Did you know that when you beeped we were there for less then a minute???

So if you’ve ever felt inpatient in the drop off line because you really need to be somewhere remember you don’t know what’s going on in the car in front of you. I would have parked but it was raining and i really wanted school to notice! I’m sorry we held up your day by a minute!

I wish i had the courage to post this on my regular page. I don’t want anyone to judge us she already goes through enough and barely has any friends as it is. I just needed to vent about it in a safe place to people who would understand or maybe to anyone feeling the same way i am who also feels alone in your daily battles with your kiddos!! Today was an especially tough day and today i feel defeated.

Comments

G

https://www.hrsa.gov/sites/default/files/hrsa/vaccine-compensation/data/monthly-stats-december-2018.pdf

Jeannette Bishop

My daughter went through a period where she had to get her feet in the right position/sequence to walk out a door and not be left feeling all out of whack and miserably unable to continue forward.
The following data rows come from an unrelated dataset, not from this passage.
//! Evaluation engine.
//!
//! Walks a parsed tree depth-first, threading the single mutable scope and
//! dispatching every tag node through its handler:
//!
//! ```text
//! Enter → RenderChildren(0..n) → Exit
//! ```
//!
//! Control flow travels back up as a [`Flow`] value; every caller decides
//! explicitly whether to keep going.

use crate::condition::{self, ConditionError};
use crate::handler::{Branch, Flow, TagHandler};
use crate::scope::Scope;
use crate::value::Value;
use crate::{Engine, RenderError, RenderOptions};
use xoly_parser::{Interpolation, Node, TagNode};

/// State of one render invocation.
pub struct Renderer<'a> {
    engine: &'a Engine,
    scope: &'a mut Scope,
    interpolate: bool,
    include_depth: usize,
    depth: usize,
}

impl<'a> Renderer<'a> {
    pub fn new(engine: &'a Engine, scope: &'a mut Scope) -> Self {
        Self {
            engine,
            scope,
            interpolate: false,
            include_depth: 0,
            depth: 0,
        }
    }

    pub fn scope(&self) -> &Scope {
        &*self.scope
    }

    pub fn scope_mut(&mut self) -> &mut Scope {
        &mut *self.scope
    }

    pub fn options(&self) -> &RenderOptions {
        self.engine.options()
    }

    /// Whether `#expr#` is currently substituted.
    pub fn interpolating(&self) -> bool {
        self.interpolate
    }

    // =========================================================================
    // Tree walk
    // =========================================================================

    /// Render a sibling sequence into `out`.
    ///
    /// Tracks `if`/`elseif`/`else` chains: once a branch has run, later
    /// branches of the same chain are skipped without invoking any hook.
    /// Whitespace-only text between branches does not break the chain.
    pub fn render_nodes(&mut self, nodes: &[Node], out: &mut String) -> Result<Flow, RenderError> {
        // Some(taken) while inside an if/elseif chain
        let mut chain: Option<bool> = None;

        for node in nodes {
            match node {
                Node::Text(text) => {
                    out.push_str(text);
                    if !node.is_blank() {
                        chain = None;
                    }
                }
                Node::Interpolation(interp) => {
                    self.interpolation(interp, out);
                    chain = None;
                }
                Node::Tag(tag) => {
                    let handler = self.handler(tag)?;
                    let branch = handler.branch();

                    if let Some(Branch::ElseIf | Branch::Else) = branch {
                        let Some(taken) = chain else {
                            return Err(RenderError::Misplaced {
                                tag: tag.name.clone(),
                                context: "after <cfif> or <cfelseif>".into(),
                                line: tag.span.line,
                            });
                        };
                        if taken {
                            if branch == Some(Branch::Else) {
                                chain = None;
                            }
                            continue;
                        }
                    }

                    let (flow, ran) = self.render_tag(handler, tag, out)?;
                    chain = match branch {
                        Some(Branch::If | Branch::ElseIf) => Some(ran),
                        _ => None,
                    };
                    if flow != Flow::Continue {
                        return Ok(flow);
                    }
                }
            }
        }

        Ok(Flow::Continue)
    }

    /// Run one tag through its handler. Returns the flow and whether the
    /// guard let the tag run.
    ///
    /// Body tags are counted across includes and capped at
    /// `RenderOptions::max_depth`, since the walk recurses once per level.
    fn render_tag(
        &mut self,
        handler: &dyn TagHandler,
        tag: &TagNode,
        out: &mut String,
    ) -> Result<(Flow, bool), RenderError> {
        if tag.body.is_none() {
            return self.run_hooks(handler, tag, out);
        }

        let limit = self.options().max_depth;
        if self.depth >= limit {
            return Err(RenderError::TooDeep {
                limit,
                line: tag.span.line,
            });
        }

        self.depth += 1;
        let result = self.run_hooks(handler, tag, out);
        self.depth -= 1;
        result
    }

    fn run_hooks(
        &mut self,
        handler: &dyn TagHandler,
        tag: &TagNode,
        out: &mut String,
    ) -> Result<(Flow, bool), RenderError> {
        if !handler.guard(tag, self)? {
            return Ok((Flow::Continue, false));
        }

        handler.on_enter(tag, self)?;

        let saved = self.interpolate;
        if let Some(enabled) = handler.interpolation() {
            self.interpolate = enabled;
        }
        let mut body = String::new();
        let flow = handler.on_render_body(tag, self, &mut body);
        self.interpolate = saved;
        let flow = flow?;

        if flow == Flow::Continue {
            let rendered = handler.on_exit(tag, self, body)?;
            out.push_str(&rendered);
        } else {
            // The tag never exited; its partial output passes through as is.
            out.push_str(&body);
        }

        Ok((flow, true))
    }

    fn handler(&self, tag: &TagNode) -> Result<&'a dyn TagHandler, RenderError> {
        let engine = self.engine;
        engine
            .registry()
            .get(&tag.name)
            .ok_or_else(|| RenderError::UnknownTag {
                name: tag.name.clone(),
            })
    }

    fn interpolation(&self, interp: &Interpolation, out: &mut String) {
        if !self.interpolate {
            out.push_str(&interp.source());
            return;
        }

        let name = interp.expression.trim();
        if name.is_empty() {
            out.push('#');
            return;
        }
        match self.scope.get(name) {
            Some(value) => out.push_str(&value.to_string()),
            None => tracing::debug!(variable = name, line = interp.span.line, "unbound variable rendered empty"),
        }
    }

    // =========================================================================
    // Includes
    // =========================================================================

    /// Load, parse and render another template inline, against this scope.
    ///
    /// The included template starts outside any `output` context.
    pub fn render_include(&mut self, path: &str, out: &mut String) -> Result<Flow, RenderError> {
        let limit = self.options().max_include_depth;
        if self.include_depth >= limit {
            return Err(RenderError::IncludeDepthExceeded {
                path: path.to_string(),
                limit,
            });
        }

        let engine = self.engine;
        let source = engine
            .loader()
            .load(path)
            .map_err(|e| RenderError::IncludeResolution {
                path: path.to_string(),
                reason: e.to_string(),
            })?;
        let template = engine.parse(&source).map_err(|e| RenderError::IncludeParse {
            path: path.to_string(),
            source: e,
        })?;
        tracing::debug!(path, depth = self.include_depth + 1, "including template");

        let saved = self.interpolate;
        self.interpolate = false;
        self.include_depth += 1;
        let flow = self.render_nodes(&template.nodes, out);
        self.include_depth -= 1;
        self.interpolate = saved;
        flow
    }

    // =========================================================================
    // Helpers for handlers
    // =========================================================================

    /// Expanded value of an attribute, if present.
    pub fn attr(&self, tag: &TagNode, name: &str) -> Option<Value> {
        tag.attr(name).map(|raw| self.scope.expand(raw))
    }

    /// Expanded text of an attribute, if present.
    pub fn attr_str(&self, tag: &TagNode, name: &str) -> Option<String> {
        tag.attr(name).map(|raw| self.scope.expand_str(raw))
    }

    /// Expanded text of a required attribute.
    pub fn require_attr(&self, tag: &TagNode, name: &str) -> Result<String, RenderError> {
        self.attr_str(tag, name)
            .ok_or_else(|| RenderError::MissingAttribute {
                tag: tag.name.clone(),
                attribute: name.to_string(),
                line: tag.span.line,
            })
    }

    /// Evaluate a condition on behalf of `tag`.
    pub fn condition(&self, tag: &TagNode, source: &str) -> Result<bool, RenderError> {
        condition::evaluate(source, self.scope()).map_err(|e| match e {
            ConditionError::Undefined(name) => RenderError::UndefinedVariable {
                name,
                line: tag.span.line,
            },
            ConditionError::Syntax(message) => RenderError::Condition {
                message,
                line: tag.span.line,
            },
        })
    }
}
It sometimes took quite a few moments to get through a doorway and not always without an expression of frustration from someone waiting behind, those we usually tried to be the ones in the back of the line where practical. She either learned to manage things herself pretty efficiently in terms of moving through doorways, or possibly the compulsion passed...

I'm sure I have only a small inking of what she and others on the spectrum manage. So, how to communicate to a would-be-passer-by what is going on, while you are in nonstop crunch time navigating processes of day-to-day living that should just easily happen, taken for granted as far as most are concerned?

Grace Green

Am I understanding this right? Maybe it's because I'm British and I've misunderstood, but do you send kids to school in their pyjamas? In the rain? I'm really sorry that this poor Mum is struggling so much, and I'm even sorrier for this poor unhappy child. But with the greatest of respect can I make a few suggestions? There are many books on child psychology, which could apply to autistic children as well as NT. Some of the basics they would tell you might be 1. If a child is crying they are unhappy about something. 2. If you try to persuade a child something is going to be great fun they will probably get suspicious. 3. Most kids don't like change, they like things to be predictable, this is especially true of autistic kids. 4. Children who are vulnerable sometimes have an instinct about what is safe and what isn't - like going out in public in your pyjies! Even autistic kids might feel inexplicably uneasy about such a risk. These were the sort of things I learned in the days before my kids became verbal, at about two years old.
Autism Mums and Dads, if you haven't already reached this point, you have to learn to say, "No"! To the school, that is. If YOU can't say No how can you expect your child to? And if you can't say No to wearing pyjamas, to your local school, how are you going to manage to say No to vaccines, to the government? This is the sort of reason why us adult auties and aspies say we want to be listened to, and we want to be left alone to make our own decisions. Sometimes I seriously think we have more intelligence than NTs! Happy Winterval to all my friends!